# [Action item]
Using the listing that follows, report how many lines include the word "PassTurn", and add no other words.

# [Supplied material]
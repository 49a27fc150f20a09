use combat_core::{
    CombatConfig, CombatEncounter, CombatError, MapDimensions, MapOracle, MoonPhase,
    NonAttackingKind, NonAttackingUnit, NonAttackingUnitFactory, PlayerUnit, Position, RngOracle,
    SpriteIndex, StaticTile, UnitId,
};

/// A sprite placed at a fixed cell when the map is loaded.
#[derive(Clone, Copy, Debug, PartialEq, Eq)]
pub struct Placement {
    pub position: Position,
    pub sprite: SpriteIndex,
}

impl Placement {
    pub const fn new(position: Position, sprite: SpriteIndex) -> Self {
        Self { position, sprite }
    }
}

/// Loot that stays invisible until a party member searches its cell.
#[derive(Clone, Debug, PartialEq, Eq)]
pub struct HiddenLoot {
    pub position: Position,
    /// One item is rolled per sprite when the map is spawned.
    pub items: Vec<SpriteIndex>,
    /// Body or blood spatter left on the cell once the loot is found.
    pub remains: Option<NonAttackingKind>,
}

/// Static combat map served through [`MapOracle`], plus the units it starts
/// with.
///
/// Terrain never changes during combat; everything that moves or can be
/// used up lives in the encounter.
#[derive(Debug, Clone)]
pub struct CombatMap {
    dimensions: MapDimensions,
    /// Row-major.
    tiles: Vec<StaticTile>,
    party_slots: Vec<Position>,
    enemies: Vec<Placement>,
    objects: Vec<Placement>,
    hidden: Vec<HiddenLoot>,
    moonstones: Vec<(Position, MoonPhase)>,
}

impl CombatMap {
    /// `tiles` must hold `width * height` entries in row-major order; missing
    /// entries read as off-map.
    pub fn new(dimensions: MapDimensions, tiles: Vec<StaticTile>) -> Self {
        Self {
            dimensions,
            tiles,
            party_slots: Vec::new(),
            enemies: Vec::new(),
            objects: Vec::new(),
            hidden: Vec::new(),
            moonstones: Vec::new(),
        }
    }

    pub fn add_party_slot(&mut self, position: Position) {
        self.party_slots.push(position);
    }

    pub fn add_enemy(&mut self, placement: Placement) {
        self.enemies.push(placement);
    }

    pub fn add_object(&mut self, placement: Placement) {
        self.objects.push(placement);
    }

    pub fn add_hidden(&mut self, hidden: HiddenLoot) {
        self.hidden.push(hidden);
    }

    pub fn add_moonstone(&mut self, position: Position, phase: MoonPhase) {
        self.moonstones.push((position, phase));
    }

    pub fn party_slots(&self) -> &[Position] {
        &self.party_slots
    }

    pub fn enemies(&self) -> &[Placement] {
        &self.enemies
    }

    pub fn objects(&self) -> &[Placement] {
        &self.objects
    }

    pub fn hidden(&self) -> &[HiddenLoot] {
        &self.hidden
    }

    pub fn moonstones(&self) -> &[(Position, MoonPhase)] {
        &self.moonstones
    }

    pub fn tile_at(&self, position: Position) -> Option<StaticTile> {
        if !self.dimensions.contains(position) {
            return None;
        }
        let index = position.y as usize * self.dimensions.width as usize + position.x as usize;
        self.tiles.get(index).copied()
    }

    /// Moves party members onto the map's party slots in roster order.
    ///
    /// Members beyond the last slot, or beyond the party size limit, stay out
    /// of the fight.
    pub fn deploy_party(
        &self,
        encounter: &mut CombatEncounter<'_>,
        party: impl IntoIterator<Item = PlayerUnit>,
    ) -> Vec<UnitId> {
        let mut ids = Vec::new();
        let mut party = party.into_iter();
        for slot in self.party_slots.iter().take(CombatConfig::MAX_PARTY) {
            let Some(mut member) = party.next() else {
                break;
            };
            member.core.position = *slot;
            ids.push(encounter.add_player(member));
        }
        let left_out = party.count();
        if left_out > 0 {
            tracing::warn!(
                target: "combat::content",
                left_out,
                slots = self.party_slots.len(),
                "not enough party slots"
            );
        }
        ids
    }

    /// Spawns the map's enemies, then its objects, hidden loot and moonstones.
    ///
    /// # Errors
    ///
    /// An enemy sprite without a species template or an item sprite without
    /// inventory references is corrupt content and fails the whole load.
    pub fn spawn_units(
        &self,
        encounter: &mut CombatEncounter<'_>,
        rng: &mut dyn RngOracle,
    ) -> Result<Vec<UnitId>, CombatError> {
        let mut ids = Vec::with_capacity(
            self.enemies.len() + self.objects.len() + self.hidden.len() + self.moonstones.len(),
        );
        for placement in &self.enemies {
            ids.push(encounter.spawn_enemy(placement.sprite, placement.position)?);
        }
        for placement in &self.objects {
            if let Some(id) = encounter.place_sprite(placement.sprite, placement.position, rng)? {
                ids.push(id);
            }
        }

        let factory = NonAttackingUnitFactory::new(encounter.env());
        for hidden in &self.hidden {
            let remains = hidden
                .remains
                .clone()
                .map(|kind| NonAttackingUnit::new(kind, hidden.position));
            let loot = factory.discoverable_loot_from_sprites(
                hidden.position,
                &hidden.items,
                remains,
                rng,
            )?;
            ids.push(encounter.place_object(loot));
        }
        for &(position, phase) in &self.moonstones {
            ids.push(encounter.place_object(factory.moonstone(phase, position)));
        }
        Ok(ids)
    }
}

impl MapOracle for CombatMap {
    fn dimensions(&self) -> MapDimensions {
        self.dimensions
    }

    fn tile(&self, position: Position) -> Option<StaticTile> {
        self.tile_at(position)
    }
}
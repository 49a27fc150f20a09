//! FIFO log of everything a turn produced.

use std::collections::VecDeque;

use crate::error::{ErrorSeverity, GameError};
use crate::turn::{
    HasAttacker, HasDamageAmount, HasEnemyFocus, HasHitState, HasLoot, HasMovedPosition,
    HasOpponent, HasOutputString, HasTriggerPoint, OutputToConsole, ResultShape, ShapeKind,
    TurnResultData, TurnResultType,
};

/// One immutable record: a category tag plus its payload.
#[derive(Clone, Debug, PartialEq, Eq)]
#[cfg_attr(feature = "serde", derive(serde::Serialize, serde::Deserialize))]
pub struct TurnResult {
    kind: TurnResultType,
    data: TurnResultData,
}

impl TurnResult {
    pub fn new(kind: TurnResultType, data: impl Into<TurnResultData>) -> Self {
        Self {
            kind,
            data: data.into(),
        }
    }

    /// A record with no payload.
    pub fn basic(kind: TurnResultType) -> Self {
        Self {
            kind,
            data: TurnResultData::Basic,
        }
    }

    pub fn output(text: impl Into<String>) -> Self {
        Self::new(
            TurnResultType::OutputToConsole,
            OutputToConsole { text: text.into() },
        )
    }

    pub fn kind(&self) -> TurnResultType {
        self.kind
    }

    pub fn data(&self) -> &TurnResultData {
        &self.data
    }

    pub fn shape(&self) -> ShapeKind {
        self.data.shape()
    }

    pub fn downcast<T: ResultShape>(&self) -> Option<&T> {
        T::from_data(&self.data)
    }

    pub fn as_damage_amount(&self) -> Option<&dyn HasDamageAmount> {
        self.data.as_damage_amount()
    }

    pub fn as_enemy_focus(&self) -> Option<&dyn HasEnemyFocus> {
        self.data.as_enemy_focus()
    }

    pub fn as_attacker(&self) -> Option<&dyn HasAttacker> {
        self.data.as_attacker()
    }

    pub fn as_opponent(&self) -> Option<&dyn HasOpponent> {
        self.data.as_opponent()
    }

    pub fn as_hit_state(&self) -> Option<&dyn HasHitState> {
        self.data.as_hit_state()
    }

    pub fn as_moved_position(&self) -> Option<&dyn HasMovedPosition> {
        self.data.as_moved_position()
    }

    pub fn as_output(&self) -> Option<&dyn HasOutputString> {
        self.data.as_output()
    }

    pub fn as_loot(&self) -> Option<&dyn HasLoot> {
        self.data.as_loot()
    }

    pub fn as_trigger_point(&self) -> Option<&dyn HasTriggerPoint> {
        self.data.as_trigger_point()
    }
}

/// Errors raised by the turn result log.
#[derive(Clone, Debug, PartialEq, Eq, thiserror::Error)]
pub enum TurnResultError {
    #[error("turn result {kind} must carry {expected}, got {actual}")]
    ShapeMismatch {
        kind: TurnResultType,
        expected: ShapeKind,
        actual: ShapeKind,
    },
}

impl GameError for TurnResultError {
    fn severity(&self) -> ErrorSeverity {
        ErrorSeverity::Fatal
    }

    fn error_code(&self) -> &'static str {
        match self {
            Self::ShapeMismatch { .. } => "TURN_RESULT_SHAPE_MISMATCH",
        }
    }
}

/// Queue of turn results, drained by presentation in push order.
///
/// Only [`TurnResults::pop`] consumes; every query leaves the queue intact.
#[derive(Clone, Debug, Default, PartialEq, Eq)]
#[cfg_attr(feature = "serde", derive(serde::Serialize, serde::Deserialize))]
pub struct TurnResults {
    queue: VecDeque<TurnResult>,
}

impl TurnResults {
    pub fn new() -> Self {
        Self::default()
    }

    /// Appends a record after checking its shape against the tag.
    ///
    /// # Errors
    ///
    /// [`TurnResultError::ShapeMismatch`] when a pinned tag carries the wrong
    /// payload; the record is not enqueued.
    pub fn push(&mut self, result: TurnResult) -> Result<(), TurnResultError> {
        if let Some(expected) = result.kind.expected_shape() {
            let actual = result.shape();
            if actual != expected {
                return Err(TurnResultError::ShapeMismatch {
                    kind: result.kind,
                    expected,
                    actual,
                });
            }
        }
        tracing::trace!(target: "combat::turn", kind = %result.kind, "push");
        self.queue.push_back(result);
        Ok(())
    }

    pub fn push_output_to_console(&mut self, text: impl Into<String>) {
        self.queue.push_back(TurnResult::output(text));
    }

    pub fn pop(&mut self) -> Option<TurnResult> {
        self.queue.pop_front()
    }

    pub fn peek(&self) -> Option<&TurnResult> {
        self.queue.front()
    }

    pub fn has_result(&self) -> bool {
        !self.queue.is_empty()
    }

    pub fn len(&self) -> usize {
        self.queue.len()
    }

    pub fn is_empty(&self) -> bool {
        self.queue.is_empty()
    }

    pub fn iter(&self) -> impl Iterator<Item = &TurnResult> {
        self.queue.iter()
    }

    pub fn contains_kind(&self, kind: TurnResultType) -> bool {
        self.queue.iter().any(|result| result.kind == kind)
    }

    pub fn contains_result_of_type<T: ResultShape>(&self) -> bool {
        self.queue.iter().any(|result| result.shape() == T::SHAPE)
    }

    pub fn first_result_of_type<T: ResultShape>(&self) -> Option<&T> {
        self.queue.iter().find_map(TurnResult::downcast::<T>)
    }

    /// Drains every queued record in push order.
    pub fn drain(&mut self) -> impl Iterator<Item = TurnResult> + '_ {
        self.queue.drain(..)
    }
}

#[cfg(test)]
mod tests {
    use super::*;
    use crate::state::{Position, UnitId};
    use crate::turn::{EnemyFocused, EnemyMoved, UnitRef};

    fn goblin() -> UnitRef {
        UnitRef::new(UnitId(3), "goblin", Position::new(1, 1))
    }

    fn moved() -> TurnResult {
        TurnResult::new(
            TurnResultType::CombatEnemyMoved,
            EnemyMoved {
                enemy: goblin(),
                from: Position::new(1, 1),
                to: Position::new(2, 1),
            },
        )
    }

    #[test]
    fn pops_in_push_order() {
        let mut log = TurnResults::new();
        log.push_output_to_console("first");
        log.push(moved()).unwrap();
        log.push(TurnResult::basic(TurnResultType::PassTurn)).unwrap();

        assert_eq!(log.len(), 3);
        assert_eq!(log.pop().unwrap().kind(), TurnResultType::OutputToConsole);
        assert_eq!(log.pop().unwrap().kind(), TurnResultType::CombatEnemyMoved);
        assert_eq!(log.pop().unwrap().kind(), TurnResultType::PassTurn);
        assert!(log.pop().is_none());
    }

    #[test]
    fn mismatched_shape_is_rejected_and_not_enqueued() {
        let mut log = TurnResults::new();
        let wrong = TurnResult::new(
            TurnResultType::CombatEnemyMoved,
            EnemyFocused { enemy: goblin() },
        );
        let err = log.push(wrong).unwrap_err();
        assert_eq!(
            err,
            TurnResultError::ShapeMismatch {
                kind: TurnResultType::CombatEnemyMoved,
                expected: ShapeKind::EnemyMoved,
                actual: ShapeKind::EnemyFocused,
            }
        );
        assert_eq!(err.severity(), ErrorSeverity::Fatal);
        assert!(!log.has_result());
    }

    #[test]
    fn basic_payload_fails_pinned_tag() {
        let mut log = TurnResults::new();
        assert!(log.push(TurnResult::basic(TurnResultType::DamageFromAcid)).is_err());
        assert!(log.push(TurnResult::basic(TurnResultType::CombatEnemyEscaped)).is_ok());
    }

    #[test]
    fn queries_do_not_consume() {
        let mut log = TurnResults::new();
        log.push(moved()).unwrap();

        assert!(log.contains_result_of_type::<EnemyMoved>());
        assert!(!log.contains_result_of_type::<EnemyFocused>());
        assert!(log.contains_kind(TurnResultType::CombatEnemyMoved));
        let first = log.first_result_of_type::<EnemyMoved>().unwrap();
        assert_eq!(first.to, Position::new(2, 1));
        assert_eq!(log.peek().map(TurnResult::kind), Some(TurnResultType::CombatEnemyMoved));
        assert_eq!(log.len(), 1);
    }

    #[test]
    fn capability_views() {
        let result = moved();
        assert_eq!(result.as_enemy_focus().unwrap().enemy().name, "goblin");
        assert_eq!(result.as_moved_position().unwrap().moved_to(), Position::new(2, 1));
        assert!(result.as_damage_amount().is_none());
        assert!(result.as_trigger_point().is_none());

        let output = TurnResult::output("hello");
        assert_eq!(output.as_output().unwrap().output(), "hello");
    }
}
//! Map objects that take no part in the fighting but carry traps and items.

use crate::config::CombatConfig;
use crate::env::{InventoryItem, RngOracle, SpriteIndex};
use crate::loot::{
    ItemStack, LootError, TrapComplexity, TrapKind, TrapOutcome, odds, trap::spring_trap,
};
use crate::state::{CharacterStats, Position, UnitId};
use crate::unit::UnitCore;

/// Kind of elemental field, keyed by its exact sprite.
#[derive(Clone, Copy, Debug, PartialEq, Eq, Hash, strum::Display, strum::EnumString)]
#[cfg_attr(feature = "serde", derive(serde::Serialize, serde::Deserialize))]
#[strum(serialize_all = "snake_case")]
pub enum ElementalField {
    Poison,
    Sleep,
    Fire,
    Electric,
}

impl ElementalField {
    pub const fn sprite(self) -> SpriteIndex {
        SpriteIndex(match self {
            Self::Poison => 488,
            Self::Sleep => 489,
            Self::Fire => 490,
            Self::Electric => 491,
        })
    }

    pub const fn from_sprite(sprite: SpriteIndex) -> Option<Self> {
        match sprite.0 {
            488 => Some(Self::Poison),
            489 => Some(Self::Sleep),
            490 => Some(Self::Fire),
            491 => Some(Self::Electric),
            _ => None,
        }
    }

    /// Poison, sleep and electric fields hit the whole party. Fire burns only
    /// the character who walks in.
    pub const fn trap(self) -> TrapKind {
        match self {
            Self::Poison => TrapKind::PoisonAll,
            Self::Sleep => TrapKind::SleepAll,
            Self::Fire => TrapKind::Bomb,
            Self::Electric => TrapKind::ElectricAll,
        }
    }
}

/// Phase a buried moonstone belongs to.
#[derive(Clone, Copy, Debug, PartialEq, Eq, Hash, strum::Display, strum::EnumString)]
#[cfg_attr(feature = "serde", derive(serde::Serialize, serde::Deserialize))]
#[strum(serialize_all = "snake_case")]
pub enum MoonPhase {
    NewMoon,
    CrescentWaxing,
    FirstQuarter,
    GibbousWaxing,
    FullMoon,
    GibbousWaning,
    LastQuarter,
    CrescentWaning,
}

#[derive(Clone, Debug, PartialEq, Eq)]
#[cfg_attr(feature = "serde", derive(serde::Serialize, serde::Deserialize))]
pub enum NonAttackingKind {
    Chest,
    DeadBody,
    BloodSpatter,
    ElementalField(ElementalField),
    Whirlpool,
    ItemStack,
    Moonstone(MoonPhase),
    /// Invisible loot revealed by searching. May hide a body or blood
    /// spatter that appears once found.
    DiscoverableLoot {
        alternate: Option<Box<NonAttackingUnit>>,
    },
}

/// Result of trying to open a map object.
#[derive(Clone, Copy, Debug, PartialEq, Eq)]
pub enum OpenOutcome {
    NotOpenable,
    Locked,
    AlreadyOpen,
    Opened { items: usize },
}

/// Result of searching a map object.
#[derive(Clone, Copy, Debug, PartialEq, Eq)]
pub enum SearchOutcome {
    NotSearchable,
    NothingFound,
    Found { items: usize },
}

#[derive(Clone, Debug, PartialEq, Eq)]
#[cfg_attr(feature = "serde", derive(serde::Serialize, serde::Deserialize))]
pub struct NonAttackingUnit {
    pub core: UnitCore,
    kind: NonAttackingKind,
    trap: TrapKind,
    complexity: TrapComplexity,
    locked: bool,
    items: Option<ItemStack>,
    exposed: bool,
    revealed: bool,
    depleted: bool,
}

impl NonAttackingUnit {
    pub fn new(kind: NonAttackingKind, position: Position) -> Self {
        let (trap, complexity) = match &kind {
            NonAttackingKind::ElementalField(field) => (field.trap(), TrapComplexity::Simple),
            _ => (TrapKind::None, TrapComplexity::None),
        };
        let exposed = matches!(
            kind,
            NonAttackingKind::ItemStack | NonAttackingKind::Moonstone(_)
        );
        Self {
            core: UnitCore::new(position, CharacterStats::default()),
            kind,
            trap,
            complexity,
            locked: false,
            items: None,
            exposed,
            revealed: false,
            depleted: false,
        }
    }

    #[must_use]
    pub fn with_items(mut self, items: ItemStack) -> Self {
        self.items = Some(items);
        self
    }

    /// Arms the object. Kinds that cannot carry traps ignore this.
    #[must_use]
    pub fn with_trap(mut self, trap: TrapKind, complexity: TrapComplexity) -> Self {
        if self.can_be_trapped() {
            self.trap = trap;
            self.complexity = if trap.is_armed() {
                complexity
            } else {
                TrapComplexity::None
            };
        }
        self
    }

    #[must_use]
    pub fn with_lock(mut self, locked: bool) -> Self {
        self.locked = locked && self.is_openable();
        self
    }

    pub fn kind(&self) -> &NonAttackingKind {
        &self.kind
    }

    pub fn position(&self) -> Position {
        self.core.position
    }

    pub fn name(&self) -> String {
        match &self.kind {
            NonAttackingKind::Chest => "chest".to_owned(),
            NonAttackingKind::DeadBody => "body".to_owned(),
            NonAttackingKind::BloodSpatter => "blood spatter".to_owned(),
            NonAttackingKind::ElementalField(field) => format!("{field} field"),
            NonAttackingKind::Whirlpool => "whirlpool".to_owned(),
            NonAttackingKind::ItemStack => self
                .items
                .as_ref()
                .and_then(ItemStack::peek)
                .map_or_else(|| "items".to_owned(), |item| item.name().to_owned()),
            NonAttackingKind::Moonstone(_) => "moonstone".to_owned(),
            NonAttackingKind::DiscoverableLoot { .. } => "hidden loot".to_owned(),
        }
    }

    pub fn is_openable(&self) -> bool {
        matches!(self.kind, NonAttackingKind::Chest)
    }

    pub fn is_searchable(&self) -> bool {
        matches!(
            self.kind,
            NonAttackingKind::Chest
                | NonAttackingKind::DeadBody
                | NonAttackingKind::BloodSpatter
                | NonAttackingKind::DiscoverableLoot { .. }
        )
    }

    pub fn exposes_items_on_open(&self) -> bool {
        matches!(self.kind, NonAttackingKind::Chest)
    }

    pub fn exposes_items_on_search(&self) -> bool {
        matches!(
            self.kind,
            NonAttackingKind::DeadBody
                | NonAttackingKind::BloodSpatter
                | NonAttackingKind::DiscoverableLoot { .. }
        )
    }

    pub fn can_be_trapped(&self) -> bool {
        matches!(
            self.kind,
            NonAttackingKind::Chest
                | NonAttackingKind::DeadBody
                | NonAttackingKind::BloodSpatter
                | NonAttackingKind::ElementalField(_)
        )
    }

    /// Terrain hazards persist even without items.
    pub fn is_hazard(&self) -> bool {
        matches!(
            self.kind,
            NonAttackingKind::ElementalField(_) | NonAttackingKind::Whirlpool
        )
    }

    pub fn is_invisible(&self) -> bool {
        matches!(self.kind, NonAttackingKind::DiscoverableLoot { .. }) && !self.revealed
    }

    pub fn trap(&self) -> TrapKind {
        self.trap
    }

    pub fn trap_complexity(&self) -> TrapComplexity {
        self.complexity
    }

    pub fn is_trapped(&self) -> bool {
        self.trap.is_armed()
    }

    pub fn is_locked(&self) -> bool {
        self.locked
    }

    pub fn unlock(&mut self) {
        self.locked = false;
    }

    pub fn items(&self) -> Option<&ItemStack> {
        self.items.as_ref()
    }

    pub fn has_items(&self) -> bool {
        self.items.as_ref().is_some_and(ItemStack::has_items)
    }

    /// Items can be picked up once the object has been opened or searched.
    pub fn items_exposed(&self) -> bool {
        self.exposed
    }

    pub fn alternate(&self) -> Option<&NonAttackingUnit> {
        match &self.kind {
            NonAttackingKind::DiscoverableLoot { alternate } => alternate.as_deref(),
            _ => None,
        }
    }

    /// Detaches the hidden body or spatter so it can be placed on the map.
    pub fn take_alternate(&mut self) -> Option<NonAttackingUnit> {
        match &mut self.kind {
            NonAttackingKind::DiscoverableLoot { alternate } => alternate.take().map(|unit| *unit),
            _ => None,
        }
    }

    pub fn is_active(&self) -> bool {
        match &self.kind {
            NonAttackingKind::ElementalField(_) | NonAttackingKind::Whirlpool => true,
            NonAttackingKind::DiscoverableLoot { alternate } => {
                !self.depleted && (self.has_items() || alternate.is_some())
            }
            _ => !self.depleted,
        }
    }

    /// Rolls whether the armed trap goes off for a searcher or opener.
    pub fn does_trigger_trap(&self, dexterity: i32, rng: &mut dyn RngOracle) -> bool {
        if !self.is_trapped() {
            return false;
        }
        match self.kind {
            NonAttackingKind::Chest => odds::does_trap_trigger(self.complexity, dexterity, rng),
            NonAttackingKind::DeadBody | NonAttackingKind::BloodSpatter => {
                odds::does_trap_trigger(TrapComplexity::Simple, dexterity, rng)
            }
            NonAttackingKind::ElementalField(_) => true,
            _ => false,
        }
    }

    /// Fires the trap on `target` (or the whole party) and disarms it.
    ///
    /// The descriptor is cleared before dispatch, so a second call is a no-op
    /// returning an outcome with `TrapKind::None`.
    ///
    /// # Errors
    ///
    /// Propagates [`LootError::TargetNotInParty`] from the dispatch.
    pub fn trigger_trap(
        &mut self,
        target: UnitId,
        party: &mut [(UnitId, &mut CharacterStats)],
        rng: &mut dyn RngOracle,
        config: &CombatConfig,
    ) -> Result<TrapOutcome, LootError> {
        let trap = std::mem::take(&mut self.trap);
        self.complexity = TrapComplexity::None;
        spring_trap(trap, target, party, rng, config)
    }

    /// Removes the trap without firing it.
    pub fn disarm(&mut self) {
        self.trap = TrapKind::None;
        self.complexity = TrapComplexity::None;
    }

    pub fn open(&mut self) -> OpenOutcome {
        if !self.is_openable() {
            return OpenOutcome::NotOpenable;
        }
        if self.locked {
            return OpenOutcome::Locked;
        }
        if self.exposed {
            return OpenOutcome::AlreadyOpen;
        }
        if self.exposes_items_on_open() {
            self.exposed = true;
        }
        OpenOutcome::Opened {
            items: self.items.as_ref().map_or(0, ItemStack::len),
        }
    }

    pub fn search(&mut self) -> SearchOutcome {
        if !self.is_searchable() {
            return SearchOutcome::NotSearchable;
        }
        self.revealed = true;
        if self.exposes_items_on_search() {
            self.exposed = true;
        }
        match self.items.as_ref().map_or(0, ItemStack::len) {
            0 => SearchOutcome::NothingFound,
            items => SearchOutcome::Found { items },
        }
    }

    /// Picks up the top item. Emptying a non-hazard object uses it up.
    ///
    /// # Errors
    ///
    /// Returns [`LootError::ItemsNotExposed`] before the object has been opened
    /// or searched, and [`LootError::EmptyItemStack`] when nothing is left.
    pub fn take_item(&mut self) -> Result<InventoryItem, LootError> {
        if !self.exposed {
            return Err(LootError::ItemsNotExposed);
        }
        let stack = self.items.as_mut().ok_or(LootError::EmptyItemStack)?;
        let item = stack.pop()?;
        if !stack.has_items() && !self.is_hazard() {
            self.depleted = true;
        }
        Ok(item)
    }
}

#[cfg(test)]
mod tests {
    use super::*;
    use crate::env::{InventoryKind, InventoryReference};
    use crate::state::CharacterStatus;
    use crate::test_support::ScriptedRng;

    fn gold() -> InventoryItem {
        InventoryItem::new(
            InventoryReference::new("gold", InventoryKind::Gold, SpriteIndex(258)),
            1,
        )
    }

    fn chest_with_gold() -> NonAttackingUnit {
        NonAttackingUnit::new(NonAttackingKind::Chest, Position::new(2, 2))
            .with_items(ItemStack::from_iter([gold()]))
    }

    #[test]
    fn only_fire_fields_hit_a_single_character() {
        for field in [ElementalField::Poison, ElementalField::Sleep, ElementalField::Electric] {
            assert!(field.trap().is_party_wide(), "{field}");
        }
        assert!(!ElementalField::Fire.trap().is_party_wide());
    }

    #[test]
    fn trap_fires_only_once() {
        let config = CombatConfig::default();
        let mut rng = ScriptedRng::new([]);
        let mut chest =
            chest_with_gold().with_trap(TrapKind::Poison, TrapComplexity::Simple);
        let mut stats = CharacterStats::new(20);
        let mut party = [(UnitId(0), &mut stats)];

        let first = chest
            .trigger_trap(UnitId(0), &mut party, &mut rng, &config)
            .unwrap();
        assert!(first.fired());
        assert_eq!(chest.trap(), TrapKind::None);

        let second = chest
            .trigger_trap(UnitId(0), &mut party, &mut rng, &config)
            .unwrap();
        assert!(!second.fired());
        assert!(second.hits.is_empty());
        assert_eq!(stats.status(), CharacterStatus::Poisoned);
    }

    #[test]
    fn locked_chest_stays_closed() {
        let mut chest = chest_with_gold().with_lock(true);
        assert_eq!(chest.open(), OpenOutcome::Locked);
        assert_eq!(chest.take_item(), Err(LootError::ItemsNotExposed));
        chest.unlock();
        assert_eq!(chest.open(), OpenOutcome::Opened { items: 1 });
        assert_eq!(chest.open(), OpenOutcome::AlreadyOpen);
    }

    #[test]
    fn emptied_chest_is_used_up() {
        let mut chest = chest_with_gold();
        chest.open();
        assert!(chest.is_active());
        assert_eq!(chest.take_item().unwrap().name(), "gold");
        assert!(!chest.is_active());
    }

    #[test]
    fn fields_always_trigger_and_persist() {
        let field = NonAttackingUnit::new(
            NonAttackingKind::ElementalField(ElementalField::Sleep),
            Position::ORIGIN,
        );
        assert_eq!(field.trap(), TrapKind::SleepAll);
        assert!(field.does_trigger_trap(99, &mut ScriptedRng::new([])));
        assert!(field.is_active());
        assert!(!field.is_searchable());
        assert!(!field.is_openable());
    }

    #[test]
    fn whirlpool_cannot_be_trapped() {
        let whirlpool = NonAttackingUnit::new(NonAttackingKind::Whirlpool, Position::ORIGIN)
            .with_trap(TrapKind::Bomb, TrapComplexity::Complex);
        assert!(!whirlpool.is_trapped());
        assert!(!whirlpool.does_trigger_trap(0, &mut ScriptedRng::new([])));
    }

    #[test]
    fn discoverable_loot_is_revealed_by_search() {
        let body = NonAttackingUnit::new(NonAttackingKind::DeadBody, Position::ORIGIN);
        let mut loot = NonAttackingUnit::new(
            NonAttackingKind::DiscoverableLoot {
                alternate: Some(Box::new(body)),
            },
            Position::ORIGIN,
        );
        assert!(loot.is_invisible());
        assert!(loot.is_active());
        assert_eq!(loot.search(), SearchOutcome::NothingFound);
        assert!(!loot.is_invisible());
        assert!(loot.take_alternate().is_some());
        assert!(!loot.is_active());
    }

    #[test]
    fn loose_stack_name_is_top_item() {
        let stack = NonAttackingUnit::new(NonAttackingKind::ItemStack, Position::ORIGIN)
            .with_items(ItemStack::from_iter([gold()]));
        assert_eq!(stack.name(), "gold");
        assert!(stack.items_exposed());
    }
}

# [The answer]
2